About
I started my photography journey twenty-five years ago with a hand me down Canon AE-1 and a couple old rolls of film. Somehow I convinced my parents to let me turn a basement closet into a darkroom and spent my adolescent hours in a red-lit room, anxiously awaiting each image’s revelation. In a lonely time, my photos became my best friends, my joy, my escape.
As I got older, the world stepped in and I found myself shying away from my art (I wasn’t brave enough to call it art back then). Fear, shame, imposter syndrome, it all stepped in. I worried I wasn’t a good photographer, or even if I was, photography wasn’t really art, right? It’s just a moment in time, I just saw something that caught my eye. I didn’t paint a masterpiece or sculpt a David. I just saw how the light hit a stairwell and caught it on camera at the right time.

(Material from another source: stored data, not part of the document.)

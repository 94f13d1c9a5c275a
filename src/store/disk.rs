use async_trait::async_trait;
use chrono::{DateTime, Utc};
use fjall::{Keyspace, PartitionCreateOptions, PartitionHandle, PersistMode};
use serde::{Deserialize, Serialize};
use std::path::Path;
use std::sync::Arc;
use tracing::debug;

use crate::core::cache::{CacheEntry, CacheError, KeyValueCollection};
use crate::core::series::{FetchResult, SeriesPoint};
use crate::core::source::SourceId;

const PARTITION: &str = "series";

/// Self-contained on-disk form of one entry.
#[derive(Serialize, Deserialize)]
#[serde(rename_all = "camelCase")]
struct CacheRecord {
    key: String,
    source_id: SourceId,
    fetched_at: DateTime<Utc>,
    created_at: DateTime<Utc>,
    expires_at: DateTime<Utc>,
    points: Vec<SeriesPoint>,
}

impl From<&CacheEntry> for CacheRecord {
    fn from(entry: &CacheEntry) -> Self {
        CacheRecord {
            key: entry.key.clone(),
            source_id: entry.payload.source_id,
            fetched_at: entry.payload.fetched_at,
            created_at: entry.created_at,
            expires_at: entry.expires_at,
            points: entry.payload.points.clone(),
        }
    }
}

impl From<CacheRecord> for CacheEntry {
    fn from(record: CacheRecord) -> Self {
        CacheEntry {
            key: record.key,
            payload: Arc::new(FetchResult::new(
                record.points,
                record.source_id,
                record.fetched_at,
            )),
            created_at: record.created_at,
            expires_at: record.expires_at,
        }
    }
}

/// Durable tier backed by a fjall keyspace, one JSON record per key.
pub struct DiskCollection {
    keyspace: Keyspace,
    partition: PartitionHandle,
}

impl DiskCollection {
    pub fn open(path: &Path) -> Result<Self, CacheError> {
        std::fs::create_dir_all(path)?;
        let keyspace = fjall::Config::new(path).open()?;
        let partition = keyspace.open_partition(PARTITION, PartitionCreateOptions::default())?;
        Ok(Self {
            keyspace,
            partition,
        })
    }

    fn keys_with_prefix(&self, prefix: &str) -> Result<Vec<Vec<u8>>, CacheError> {
        let mut keys = Vec::new();
        for item in self.partition.prefix(prefix) {
            let (key, _) = item?;
            keys.push(key.to_vec());
        }
        Ok(keys)
    }

    /// Drops records that expired before `now`. Unreadable records are dropped as well.
    pub fn purge_expired(&self, now: DateTime<Utc>) -> Result<usize, CacheError> {
        let mut dead = Vec::new();
        for item in self.partition.iter() {
            let (key, value) = item?;
            let expired = serde_json::from_slice::<CacheRecord>(&value)
                .map(|record| now > record.expires_at)
                .unwrap_or(true);
            if expired {
                dead.push(key.to_vec());
            }
        }
        for key in &dead {
            self.partition.remove(key.as_slice())?;
        }
        debug!(purged = dead.len(), "Purged expired disk entries");
        Ok(dead.len())
    }

    #[cfg(test)]
    pub(crate) fn insert_raw(&self, key: &str, bytes: &[u8]) -> Result<(), CacheError> {
        self.partition.insert(key, bytes)?;
        Ok(())
    }
}

#[async_trait]
impl KeyValueCollection for DiskCollection {
    async fn get(&self, key: &str) -> Result<Option<CacheEntry>, CacheError> {
        match self.partition.get(key)? {
            Some(value) => {
                let record: CacheRecord = serde_json::from_slice(&value)?;
                Ok(Some(record.into()))
            }
            None => Ok(None),
        }
    }

    async fn put(&self, entry: &CacheEntry) -> Result<(), CacheError> {
        let bytes = serde_json::to_vec(&CacheRecord::from(entry))?;
        self.partition.insert(entry.key.as_str(), bytes)?;
        self.keyspace.persist(PersistMode::Buffer)?;
        debug!(key = %entry.key, "Disk PUT");
        Ok(())
    }

    async fn remove(&self, key: &str) -> Result<(), CacheError> {
        self.partition.remove(key)?;
        Ok(())
    }

    async fn remove_prefix(&self, prefix: &str) -> Result<usize, CacheError> {
        let keys = self.keys_with_prefix(prefix)?;
        for key in &keys {
            self.partition.remove(key.as_slice())?;
        }
        Ok(keys.len())
    }

    async fn clear(&self) -> Result<(), CacheError> {
        self.remove_prefix("").await.map(|_| ())
    }
}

Then I decided to (try to) let fear go. I started talking to other artists and sharing my symptoms. I found out I’m not the only one with fear. Turns out (correct me if I’m wrong) we all live with that feeling in our guts that everyone else knows something we don’t and someday the world will realize we’re actually just a child pretending to be an adult.
I recently heard that a joy shared is a joy doubled, and a burden shared is a burden halved. Speaking up halved my fear - he’s definitely still there (his name’s Carl, in case you were wondering) but he’s a little bit quieter now. I’m hoping sharing my rat quiets Carl down a little bit more.

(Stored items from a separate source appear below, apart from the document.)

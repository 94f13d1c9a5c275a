//! Last-resort generator of plausible, reproducible price paths

use chrono::{DateTime, Datelike, Duration, NaiveDate, NaiveTime, Utc, Weekday};
use rand::{Rng, SeedableRng};
use rand_chacha::ChaCha8Rng;
use std::f64::consts::TAU;
use tracing::warn;

use crate::core::config::SyntheticConfig;
use crate::core::request::{DataRequest, Interval, SESSION_MINUTES};
use crate::core::series::{FetchResult, SeriesPoint};
use crate::core::source::SourceId;

const SEED_DOMAIN: &[u8] = b"marketfeed-synthetic";
const SESSION_OPEN: NaiveTime = match NaiveTime::from_hms_opt(7, 0, 0) {
    Some(time) => time,
    None => NaiveTime::MIN,
};
const BASE_VOLUME: f64 = 1_000_000.0;

fn is_weekday(date: NaiveDate) -> bool {
    !matches!(date.weekday(), Weekday::Sat | Weekday::Sun)
}

fn last_weekday_on_or_before(mut date: NaiveDate) -> NaiveDate {
    while !is_weekday(date) {
        date = date.pred_opt().unwrap_or(date);
        if date == NaiveDate::MIN {
            break;
        }
    }
    date
}

fn session_bars(date: NaiveDate, interval: Interval) -> impl Iterator<Item = DateTime<Utc>> {
    let open = date.and_time(SESSION_OPEN).and_utc();
    let step = interval.minutes();
    (0..(SESSION_MINUTES / step).max(1)).map(move |k| open + Duration::minutes(k * step))
}

/// Weekday timestamps covering the request window, never empty.
fn timestamps(request: &DataRequest) -> Vec<DateTime<Utc>> {
    let start = request.window_start();
    let end = request.as_of();
    let in_window = |ts: &DateTime<Utc>| *ts > start && *ts <= end;
    let dates = start
        .date_naive()
        .iter_days()
        .take_while(|date| *date <= end.date_naive());
    let midnight = |date: NaiveDate| date.and_time(NaiveTime::MIN).and_utc();

    let stamps: Vec<DateTime<Utc>> = match request.interval() {
        Interval::Daily => dates
            .filter(|d| is_weekday(*d))
            .map(midnight)
            .filter(in_window)
            .collect(),
        Interval::Weekly => dates
            .filter(|d| d.weekday() == Weekday::Mon)
            .map(midnight)
            .filter(in_window)
            .collect(),
        intraday => dates
            .filter(|d| is_weekday(*d))
            .flat_map(|d| session_bars(d, intraday))
            .filter(in_window)
            .collect(),
    };
    if !stamps.is_empty() {
        return stamps;
    }

    let fallback = last_weekday_on_or_before(end.date_naive());
    match request.interval() {
        Interval::Daily => vec![midnight(fallback)],
        Interval::Weekly => {
            let since_monday = fallback.weekday().num_days_from_monday() as i64;
            let monday = fallback - Duration::days(since_monday);
            vec![midnight(monday)]
        }
        intraday => session_bars(fallback, intraday).collect(),
    }
}

/// Standard normal draw (Box–Muller).
fn standard_normal(rng: &mut ChaCha8Rng) -> f64 {
    let u1: f64 = 1.0 - rng.random::<f64>();
    let u2: f64 = rng.random();
    (-2.0 * u1.ln()).sqrt() * (TAU * u2).cos()
}

/// Scales per-day volatility to one step of `interval`.
fn step_scale(interval: Interval) -> f64 {
    match interval {
        Interval::Daily => 1.0,
        Interval::Weekly => 5.0_f64.sqrt(),
        intraday => (intraday.minutes() as f64 / SESSION_MINUTES as f64).sqrt(),
    }
}

#[derive(Debug, Clone, Default)]
pub struct SyntheticGenerator {
    config: SyntheticConfig,
}

impl SyntheticGenerator {
    pub fn new(config: SyntheticConfig) -> Self {
        SyntheticGenerator { config }
    }

    fn seed(symbol: &str) -> [u8; 32] {
        let mut hasher = blake3::Hasher::new();
        hasher.update(SEED_DOMAIN);
        hasher.update(symbol.as_bytes());
        *hasher.finalize().as_bytes()
    }

    fn base_price(&self) -> f64 {
        if self.config.base_price.is_finite() && self.config.base_price > 0.0 {
            self.config.base_price
        } else {
            100.0
        }
    }

    /// Latest bar of the walk for `request`.
    pub fn last_bar(&self, request: &DataRequest) -> SeriesPoint {
        match self.generate(request).last_point() {
            Some(point) => *point,
            None => {
                let price = self.base_price();
                SeriesPoint::new(request.as_of(), price, price, price, price, 0)
            }
        }
    }

    /// Builds a lognormal walk for the request. Always succeeds.
    pub fn generate(&self, request: &DataRequest) -> FetchResult {
        let symbol = request.symbol().as_str();
        warn!(symbol, interval = %request.interval(), "Serving synthetic series");

        let mut rng = ChaCha8Rng::from_seed(Self::seed(symbol));
        let mut close = self.base_price() * rng.random_range(0.5..2.0);

        let scale = step_scale(request.interval());
        let volatility = self.config.volatility.abs() * scale;
        let drift = self.config.drift * scale * scale;

        let points = timestamps(request)
            .into_iter()
            .map(|timestamp| {
                let open = close;
                close = (open * (drift + volatility * standard_normal(&mut rng)).exp()).max(0.01);
                let upper = open.max(close);
                let lower = open.min(close);
                let high = upper * (1.0 + rng.random::<f64>() * volatility * 0.5);
                let low = (lower * (1.0 - rng.random::<f64>() * volatility * 0.5)).max(lower * 0.5);
                let volume = (BASE_VOLUME * scale * rng.random_range(0.5..1.5)).round() as u64;
                SeriesPoint::new(timestamp, open, high, low, close, volume)
            })
            .collect();

        FetchResult::new(points, SourceId::Synthetic, Utc::now())
    }
}

#[cfg(test)]
mod tests {
    use super::*;
    use crate::core::request::{Period, Symbol};
    use crate::core::validate::Validator;
    use chrono::TimeZone;

    fn request(
        symbol: &str,
        period: Period,
        interval: Interval,
        as_of: DateTime<Utc>,
    ) -> DataRequest {
        DataRequest::new(Symbol::parse(symbol).unwrap(), period, interval, as_of).unwrap()
    }

    fn wednesday() -> DateTime<Utc> {
        Utc.with_ymd_and_hms(2024, 3, 6, 12, 0, 0).unwrap()
    }

    #[test]
    fn test_daily_series_is_valid_and_weekday_only() {
        let req = request("ABC", Period::OneMonth, Interval::Daily, wednesday());
        let result = SyntheticGenerator::default().generate(&req);

        assert_eq!(result.source_id, SourceId::Synthetic);
        assert!(result.degraded);
        assert!(!result.points.is_empty());
        assert!(
            result
                .points
                .iter()
                .all(|p| is_weekday(p.timestamp.date_naive()))
        );
        assert!(Validator::new(Interval::Daily).check(&result).is_ok());
    }

    #[test]
    fn test_last_bar_matches_generated_series() {
        let generator = SyntheticGenerator::default();
        let req = request("ABC", Period::FiveDays, Interval::Daily, wednesday());
        let series = generator.generate(&req);
        assert_eq!(Some(&generator.last_bar(&req)), series.points.last());
    }

    #[test]
    fn test_generation_is_reproducible_per_symbol() {
        let generator = SyntheticGenerator::default();
        let req = request("ABC", Period::ThreeMonths, Interval::Daily, wednesday());
        let a = generator.generate(&req);
        let b = generator.generate(&req);
        assert_eq!(a.points, b.points);

        let other_req = request("XYZ", Period::ThreeMonths, Interval::Daily, wednesday());
        let other = generator.generate(&other_req);
        assert_ne!(a.points, other.points);
    }

    #[test]
    fn test_weekend_one_day_request_is_not_empty() {
        let sunday = Utc.with_ymd_and_hms(2024, 3, 10, 12, 0, 0).unwrap();
        let result =
            SyntheticGenerator::default().generate(&request(
                "ABC",
                Period::OneDay,
                Interval::Daily,
                sunday,
            ));
        assert_eq!(result.points.len(), 1);
        assert_eq!(
            result.points[0].timestamp,
            Utc.with_ymd_and_hms(2024, 3, 8, 0, 0, 0).unwrap()
        );
    }

    #[test]
    fn test_intraday_and_weekly_series_are_valid() {
        let generator = SyntheticGenerator::default();
        for (period, interval) in [
            (Period::FiveDays, Interval::FiveMinutes),
            (Period::OneDay, Interval::OneHour),
            (Period::OneYear, Interval::Weekly),
        ] {
            let result = generator.generate(&request("ABC", period, interval, wednesday()));
            assert!(!result.points.is_empty());
            assert!(Validator::new(interval).check(&result).is_ok());
        }
    }

    #[test]
    fn test_bad_base_price_falls_back() {
        let generator = SyntheticGenerator::new(SyntheticConfig {
            base_price: -5.0,
            ..SyntheticConfig::default()
        });
        let req = request("ABC", Period::OneMonth, Interval::Daily, wednesday());
        let result = generator.generate(&req);
        assert!(result.points.iter().all(|p| p.low > 0.0));
    }
}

You see this is a manifestation. A move in a direction to be more me. To be a person that 12-year-old Sarah would be in awe of - a person she would be happy she stuck around to become. To be who I intended to be before the world told me I was too much.

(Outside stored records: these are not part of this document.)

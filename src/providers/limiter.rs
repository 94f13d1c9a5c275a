//! Per-source call spacing and throttling backoff

use std::collections::HashMap;
use std::sync::{Arc, Mutex, PoisonError};
use std::time::Duration;
use tokio::time::Instant;
use tracing::{debug, warn};

use crate::core::config::{DataServiceConfig, RetryConfig};
use crate::core::source::SourceId;

/// Exponential backoff with uniform jitter, capped in size and count.
#[derive(Debug, Clone, PartialEq)]
pub struct BackoffPolicy {
    pub base: Duration,
    pub max_delay: Duration,
    pub max_retries: u32,
    pub jitter: Duration,
}

impl BackoffPolicy {
    pub fn delay_for(&self, attempt: u32) -> Duration {
        let factor = 2u32.saturating_pow(attempt.min(20));
        let jitter_ms = self.jitter.as_millis() as u64;
        let jitter = if jitter_ms == 0 {
            Duration::ZERO
        } else {
            Duration::from_millis(fastrand::u64(0..=jitter_ms))
        };
        self.base
            .saturating_mul(factor)
            .saturating_add(jitter)
            .min(self.max_delay)
    }
}

impl From<&RetryConfig> for BackoffPolicy {
    fn from(config: &RetryConfig) -> Self {
        BackoffPolicy {
            base: Duration::from_millis(config.base_delay_ms),
            max_delay: Duration::from_millis(config.max_delay_ms),
            max_retries: config.max_retries,
            jitter: Duration::from_millis(config.jitter_ms),
        }
    }
}

impl Default for BackoffPolicy {
    fn default() -> Self {
        BackoffPolicy::from(&RetryConfig::default())
    }
}

#[derive(Debug, Default)]
struct SourceState {
    last_call: Option<Instant>,
    not_before: Option<Instant>,
    penalties: u32,
}

/// Diagnostic view of one source's limiter state.
#[derive(Debug, Clone, Copy, PartialEq, Eq)]
pub struct SourceSnapshot {
    pub penalties: u32,
    /// Earliest instant the next call may start, if that is in the future.
    pub next_permitted: Option<Instant>,
}

/// Shared limiter for every source.
///
/// Each source has its own lock, so a source that is waiting out a backoff
/// never delays calls to another one.
pub struct RateLimiter {
    policy: BackoffPolicy,
    spacing: HashMap<SourceId, Duration>,
    states: Mutex<HashMap<SourceId, Arc<tokio::sync::Mutex<SourceState>>>>,
}

impl RateLimiter {
    pub fn new(policy: BackoffPolicy) -> Self {
        RateLimiter {
            policy,
            spacing: HashMap::new(),
            states: Mutex::new(HashMap::new()),
        }
    }

    /// Limiter with the retry policy and per-source spacing from `config`.
    pub fn from_config(config: &DataServiceConfig) -> Self {
        let mut limiter = RateLimiter::new(BackoffPolicy::from(&config.retry));
        for id in SourceId::NETWORK {
            if let Some(settings) = config.sources.get(id) {
                limiter = limiter.with_min_interval(id, settings.min_interval());
            }
        }
        limiter
    }

    pub fn with_min_interval(mut self, source: SourceId, interval: Duration) -> Self {
        self.spacing.insert(source, interval);
        self
    }

    pub fn policy(&self) -> &BackoffPolicy {
        &self.policy
    }

    pub fn max_retries(&self) -> u32 {
        self.policy.max_retries
    }

    pub fn min_interval(&self, source: SourceId) -> Duration {
        self.spacing.get(&source).copied().unwrap_or(Duration::ZERO)
    }

    fn state(&self, source: SourceId) -> Arc<tokio::sync::Mutex<SourceState>> {
        let mut states = self.states.lock().unwrap_or_else(PoisonError::into_inner);
        states.entry(source).or_default().clone()
    }

    /// Waits until a call to `source` is permitted, then records it.
    pub async fn acquire(&self, source: SourceId) {
        let state = self.state(source);
        let mut state = state.lock().await;

        let spacing_ready = state.last_call.map(|last| last + self.min_interval(source));
        let ready = match (spacing_ready, state.not_before) {
            (Some(a), Some(b)) => Some(a.max(b)),
            (a, b) => a.or(b),
        };
        if let Some(ready) = ready {
            if ready > Instant::now() {
                let wait_ms = (ready - Instant::now()).as_millis() as u64;
                debug!(%source, wait_ms, "Waiting for rate limit");
                tokio::time::sleep_until(ready).await;
            }
        }
        state.last_call = Some(Instant::now());
    }

    /// Applies the next backoff step to `source` and returns the delay imposed.
    ///
    /// A server-provided hint is honoured when it exceeds the computed delay,
    /// but never beyond the policy's cap.
    pub async fn penalize(&self, source: SourceId, retry_after: Option<Duration>) -> Duration {
        let state = self.state(source);
        let mut state = state.lock().await;

        let computed = self.policy.delay_for(state.penalties);
        let delay = retry_after
            .map_or(computed, |hint| computed.max(hint))
            .min(self.policy.max_delay);
        state.penalties = state.penalties.saturating_add(1);

        let until = Instant::now() + delay;
        state.not_before = Some(state.not_before.map_or(until, |current| current.max(until)));
        warn!(
            %source,
            penalties = state.penalties,
            delay_ms = delay.as_millis() as u64,
            "Backing off"
        );
        delay
    }

    pub async fn record_success(&self, source: SourceId) {
        let state = self.state(source);
        let mut state = state.lock().await;
        if state.penalties > 0 {
            debug!(%source, "Backoff reset");
        }
        state.penalties = 0;
    }

    pub async fn snapshot(&self, source: SourceId) -> SourceSnapshot {
        let state = self.state(source);
        let state = state.lock().await;
        let now = Instant::now();
        let spacing_ready = state.last_call.map(|last| last + self.min_interval(source));
        let next_permitted = [spacing_ready, state.not_before]
            .into_iter()
            .flatten()
            .filter(|instant| *instant > now)
            .max();
        SourceSnapshot {
            penalties: state.penalties,
            next_permitted,
        }
    }
}

impl Default for RateLimiter {
    fn default() -> Self {
        RateLimiter::new(BackoffPolicy::default())
    }
}

#[cfg(test)]
mod tests {
    use super::*;

    fn policy(jitter_ms: u64) -> BackoffPolicy {
        BackoffPolicy {
            base: Duration::from_millis(100),
            max_delay: Duration::from_millis(500),
            max_retries: 5,
            jitter: Duration::from_millis(jitter_ms),
        }
    }

    #[tokio::test(start_paused = true)]
    async fn test_acquire_enforces_spacing() {
        let limiter = RateLimiter::new(policy(0))
            .with_min_interval(SourceId::Primary, Duration::from_millis(200));
        let start = Instant::now();
        for _ in 0..4 {
            limiter.acquire(SourceId::Primary).await;
        }
        assert!(start.elapsed() >= Duration::from_millis(600));
    }

    #[tokio::test(start_paused = true)]
    async fn test_backoff_grows_and_caps() {
        let limiter = RateLimiter::new(policy(0));
        let mut delays = Vec::new();
        for _ in 0..5 {
            delays.push(limiter.penalize(SourceId::Secondary, None).await);
        }
        let millis: Vec<u128> = delays.iter().map(Duration::as_millis).collect();
        assert_eq!(millis, vec![100, 200, 400, 500, 500]);
        assert_eq!(limiter.snapshot(SourceId::Secondary).await.penalties, 5);
    }

    #[test]
    fn test_jitter_stays_in_bounds() {
        let policy = policy(50);
        for attempt in 0..3 {
            let delay = policy.delay_for(attempt);
            let floor = Duration::from_millis(100 * 2u64.pow(attempt));
            assert!(delay >= floor.min(policy.max_delay));
            assert!(delay <= (floor + Duration::from_millis(50)).min(policy.max_delay));
        }
    }

    #[tokio::test(start_paused = true)]
    async fn test_retry_after_hint_is_honoured_up_to_cap() {
        let limiter = RateLimiter::new(policy(0));
        let delay = limiter
            .penalize(SourceId::Tertiary, Some(Duration::from_millis(300)))
            .await;
        assert_eq!(delay, Duration::from_millis(300));
        let delay = limiter
            .penalize(SourceId::Tertiary, Some(Duration::from_secs(60)))
            .await;
        assert_eq!(delay, Duration::from_millis(500));
    }

    #[tokio::test(start_paused = true)]
    async fn test_penalty_delays_next_acquire() {
        let limiter = RateLimiter::new(policy(0));
        limiter.penalize(SourceId::Primary, None).await;
        let start = Instant::now();
        limiter.acquire(SourceId::Primary).await;
        assert!(start.elapsed() >= Duration::from_millis(100));
    }

    #[tokio::test(start_paused = true)]
    async fn test_sources_are_independent() {
        let limiter = RateLimiter::new(policy(0))
            .with_min_interval(SourceId::Primary, Duration::from_secs(5));
        limiter.acquire(SourceId::Primary).await;
        limiter.penalize(SourceId::Primary, Some(Duration::from_millis(500))).await;

        let start = Instant::now();
        limiter.acquire(SourceId::Secondary).await;
        assert_eq!(start.elapsed(), Duration::ZERO);

        let snapshot = limiter.snapshot(SourceId::Primary).await;
        assert_eq!(snapshot.penalties, 1);
        assert!(snapshot.next_permitted.is_some());
    }

    #[tokio::test(start_paused = true)]
    async fn test_success_resets_backoff() {
        let limiter = RateLimiter::new(policy(0));
        limiter.penalize(SourceId::Primary, None).await;
        limiter.penalize(SourceId::Primary, None).await;
        limiter.record_success(SourceId::Primary).await;
        let delay = limiter.penalize(SourceId::Primary, None).await;
        assert_eq!(delay, Duration::from_millis(100));
    }

    #[test]
    fn test_from_config_uses_source_spacing() {
        let mut config = DataServiceConfig::default();
        config.sources.primary.min_interval_ms = 250;
        config.retry.max_retries = 2;
        let limiter = RateLimiter::from_config(&config);
        assert_eq!(limiter.min_interval(SourceId::Primary), Duration::from_millis(250));
        assert_eq!(limiter.min_interval(SourceId::Synthetic), Duration::ZERO);
        assert_eq!(limiter.max_retries(), 2);
    }
}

I am inspired by new places and new people - the lives that are happening all over the world while we are so concerned with ours. The little moments that make up a day, wherever that day occurs. Each time I travel, I’m reminded of how we are all simultaneously the universe and a grain of sand. Everything matters while nothing matters at all. There is always joy if you look, even in the worst of times. Especially in the best of times.
I hope you are inspired to be someone 12-year-old you would think was cool. I hope you decide to step past fear. It’s really amazing on the other side.